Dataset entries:
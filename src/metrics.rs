//! Observability: histogram metrics and timing spans for the detector
//! pipeline. Histograms track p50/p95/p99 for all timing points.

use parking_lot::Mutex;
use std::collections::HashMap;
use std::sync::Arc;
use std::time::Instant;

/// A span measuring elapsed time from creation to explicit end.
pub struct TimingSpan {
    name: &'static str,
    start: Instant,
    registry: Arc<MetricsRegistry>,
}

impl TimingSpan {
    pub fn new(name: &'static str, registry: Arc<MetricsRegistry>) -> Self {
        Self {
            name,
            start: Instant::now(),
            registry,
        }
    }

    /// End the span, recording elapsed duration in microseconds.
    pub fn finish(self) -> f64 {
        let elapsed_us = self.start.elapsed().as_micros() as f64;
        self.registry.record(self.name, elapsed_us);
        elapsed_us
    }
}

/// Fixed-capacity ring buffer for histogram samples.
struct SampleRing {
    samples: Vec<f64>,
    pos: usize,
    count: usize,
    capacity: usize,
}

impl SampleRing {
    fn new(capacity: usize) -> Self {
        Self {
            samples: vec![0.0; capacity],
            pos: 0,
            count: 0,
            capacity,
        }
    }

    fn push(&mut self, value: f64) {
        self.samples[self.pos] = value;
        self.pos = (self.pos + 1) % self.capacity;
        if self.count < self.capacity {
            self.count += 1;
        }
    }

    fn percentile(&self, p: f64) -> f64 {
        if self.count == 0 {
            return 0.0;
        }
        let mut sorted: Vec<f64> = self.samples[..self.count].to_vec();
        sorted.sort_by(|a, b| a.partial_cmp(b).unwrap_or(std::cmp::Ordering::Equal));
        let idx = ((p / 100.0) * (self.count as f64 - 1.0)).round() as usize;
        let idx = idx.min(self.count - 1);
        sorted[idx]
    }
}

/// Stores histograms for all named metrics.
pub struct MetricsRegistry {
    histograms: Mutex<HashMap<&'static str, SampleRing>>,
    ring_capacity: usize,
}

impl MetricsRegistry {
    pub fn new() -> Self {
        Self {
            histograms: Mutex::new(HashMap::new()),
            ring_capacity: 1024,
        }
    }

    /// Record a sample for the named metric. Timing metrics are recorded in
    /// microseconds; counter-style metrics (back-fill burst length) as counts.
    pub fn record(&self, name: &'static str, value: f64) {
        let mut hists = self.histograms.lock();
        hists
            .entry(name)
            .or_insert_with(|| SampleRing::new(self.ring_capacity))
            .push(value);
        tracing::debug!(metric = name, value = value, "metric_recorded");
    }

    /// Start a timing span that records on finish.
    pub fn span(self: &Arc<Self>, name: &'static str) -> TimingSpan {
        TimingSpan::new(name, Arc::clone(self))
    }

    /// Get percentile for a metric (p value 0-100).
    pub fn percentile(&self, name: &str, p: f64) -> f64 {
        let hists = self.histograms.lock();
        hists
            .get(name)
            .map(|ring| ring.percentile(p))
            .unwrap_or(0.0)
    }

    /// Generate a summary of all metrics at p50/p95/p99.
    pub fn summary(&self) -> HashMap<String, MetricSummary> {
        let hists = self.histograms.lock();
        let mut out = HashMap::new();
        for (&name, ring) in hists.iter() {
            out.insert(
                name.to_string(),
                MetricSummary {
                    p50: ring.percentile(50.0),
                    p95: ring.percentile(95.0),
                    p99: ring.percentile(99.0),
                    count: ring.count,
                },
            );
        }
        out
    }
}

impl Default for MetricsRegistry {
    fn default() -> Self {
        Self::new()
    }
}

#[derive(Debug, Clone, serde::Serialize)]
pub struct MetricSummary {
    pub p50: f64,
    pub p95: f64,
    pub p99: f64,
    pub count: usize,
}

/// Well-known metric names (constants to avoid typos).
pub mod metric_names {
    pub const CLASSIFIER_RUN: &str = "t_classifier_run";
    pub const EVENT_QUEUE_WAIT: &str = "queue_wait_event";
    pub const BACKFILL_SLOTS: &str = "backfill_slots";
}

#[cfg(test)]
mod tests {
    use super::*;

    #[test]
    fn percentiles_over_recorded_samples() {
        let registry = MetricsRegistry::new();
        for v in 1..=100 {
            registry.record(metric_names::CLASSIFIER_RUN, v as f64);
        }
        assert_eq!(registry.percentile(metric_names::CLASSIFIER_RUN, 50.0), 50.0);
        assert_eq!(registry.percentile(metric_names::CLASSIFIER_RUN, 99.0), 99.0);
        assert_eq!(registry.percentile("unknown", 50.0), 0.0);
    }

    #[test]
    fn summary_counts_samples() {
        let registry = MetricsRegistry::new();
        registry.record(metric_names::BACKFILL_SLOTS, 3.0);
        registry.record(metric_names::BACKFILL_SLOTS, 5.0);
        let summary = registry.summary();
        assert_eq!(summary["backfill_slots"].count, 2);
    }
}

About this exercise: Print the records above again, every one, exactly as written.

Reply to the exercise:
filename src/metrics.rs
//! Observability: histogram metrics and timing spans for the detector
//! pipeline. Histograms track p50/p95/p99 for all timing points.

use parking_lot::Mutex;
use std::collections::HashMap;
use std::sync::Arc;
use std::time::Instant;

/// A span measuring elapsed time from creation to explicit end.
pub struct TimingSpan {
    name: &'static str,
    start: Instant,
    registry: Arc<MetricsRegistry>,
}

impl TimingSpan {
    pub fn new(name: &'static str, registry: Arc<MetricsRegistry>) -> Self {
        Self {
            name,
            start: Instant::now(),
            registry,
        }
    }

    /// End the span, recording elapsed duration in microseconds.
    pub fn finish(self) -> f64 {
        let elapsed_us = self.start.elapsed().as_micros() as f64;
        self.registry.record(self.name, elapsed_us);
        elapsed_us
    }
}

/// Fixed-capacity ring buffer for histogram samples.
struct SampleRing {
    samples: Vec<f64>,
    pos: usize,
    count: usize,
    capacity: usize,
}

impl SampleRing {
    fn new(capacity: usize) -> Self {
        Self {
            samples: vec![0.0; capacity],
            pos: 0,
            count: 0,
            capacity,
        }
    }

    fn push(&mut self, value: f64) {
        self.samples[self.pos] = value;
        self.pos = (self.pos + 1) % self.capacity;
        if self.count < self.capacity {
            self.count += 1;
        }
    }

    fn percentile(&self, p: f64) -> f64 {
        if self.count == 0 {
            return 0.0;
        }
        let mut sorted: Vec<f64> = self.samples[..self.count].to_vec();
        sorted.sort_by(|a, b| a.partial_cmp(b).unwrap_or(std::cmp::Ordering::Equal));
        let idx = ((p / 100.0) * (self.count as f64 - 1.0)).round() as usize;
        let idx = idx.min(self.count - 1);
        sorted[idx]
    }
}

/// Stores histograms for all named metrics.
pub struct MetricsRegistry {
    histograms: Mutex<HashMap<&'static str, SampleRing>>,
    ring_capacity: usize,
}

impl MetricsRegistry {
    pub fn new() -> Self {
        Self {
            histograms: Mutex::new(HashMap::new()),
            ring_capacity: 1024,
        }
    }

    /// Record a sample for the named metric. Timing metrics are recorded in
    /// microseconds; counter-style metrics (back-fill burst length) as counts.
    pub fn record(&self, name: &'static str, value: f64) {
        let mut hists = self.histograms.lock();
        hists
            .entry(name)
            .or_insert_with(|| SampleRing::new(self.ring_capacity))
            .push(value);
        tracing::debug!(metric = name, value = value, "metric_recorded");
    }

    /// Start a timing span that records on finish.
    pub fn span(self: &Arc<Self>, name: &'static str) -> TimingSpan {
        TimingSpan::new(name, Arc::clone(self))
    }

    /// Get percentile for a metric (p value 0-100).
    pub fn percentile(&self, name: &str, p: f64) -> f64 {
        let hists = self.histograms.lock();
        hists
            .get(name)
            .map(|ring| ring.percentile(p))
            .unwrap_or(0.0)
    }

    /// Generate a summary of all metrics at p50/p95/p99.
    pub fn summary(&self) -> HashMap<String, MetricSummary> {
        let hists = self.histograms.lock();
        let mut out = HashMap::new();
        for (&name, ring) in hists.iter() {
            out.insert(
                name.to_string(),
                MetricSummary {
                    p50: ring.percentile(50.0),
                    p95: ring.percentile(95.0),
                    p99: ring.percentile(99.0),
                    count: ring.count,
                },
            );
        }
        out
    }
}

impl Default for MetricsRegistry {
    fn default() -> Self {
        Self::new()
    }
}

#[derive(Debug, Clone, serde::Serialize)]
pub struct MetricSummary {
    pub p50: f64,
    pub p95: f64,
    pub p99: f64,
    pub count: usize,
}

/// Well-known metric names (constants to avoid typos).
pub mod metric_names {
    pub const CLASSIFIER_RUN: &str = "t_classifier_run";
    pub const EVENT_QUEUE_WAIT: &str = "queue_wait_event";
    pub const BACKFILL_SLOTS: &str = "backfill_slots";
}

#[cfg(test)]
mod tests {
    use super::*;

    #[test]
    fn percentiles_over_recorded_samples() {
        let registry = MetricsRegistry::new();
        for v in 1..=100 {
            registry.record(metric_names::CLASSIFIER_RUN, v as f64);
        }
        assert_eq!(registry.percentile(metric_names::CLASSIFIER_RUN, 50.0), 50.0);
        assert_eq!(registry.percentile(metric_names::CLASSIFIER_RUN, 99.0), 99.0);
        assert_eq!(registry.percentile("unknown", 50.0), 0.0);
    }

    #[test]
    fn summary_counts_samples() {
        let registry = MetricsRegistry::new();
        registry.record(metric_names::BACKFILL_SLOTS, 3.0);
        registry.record(metric_names::BACKFILL_SLOTS, 5.0);
        let summary = registry.summary();
        assert_eq!(summary["backfill_slots"].count, 2);
    }
}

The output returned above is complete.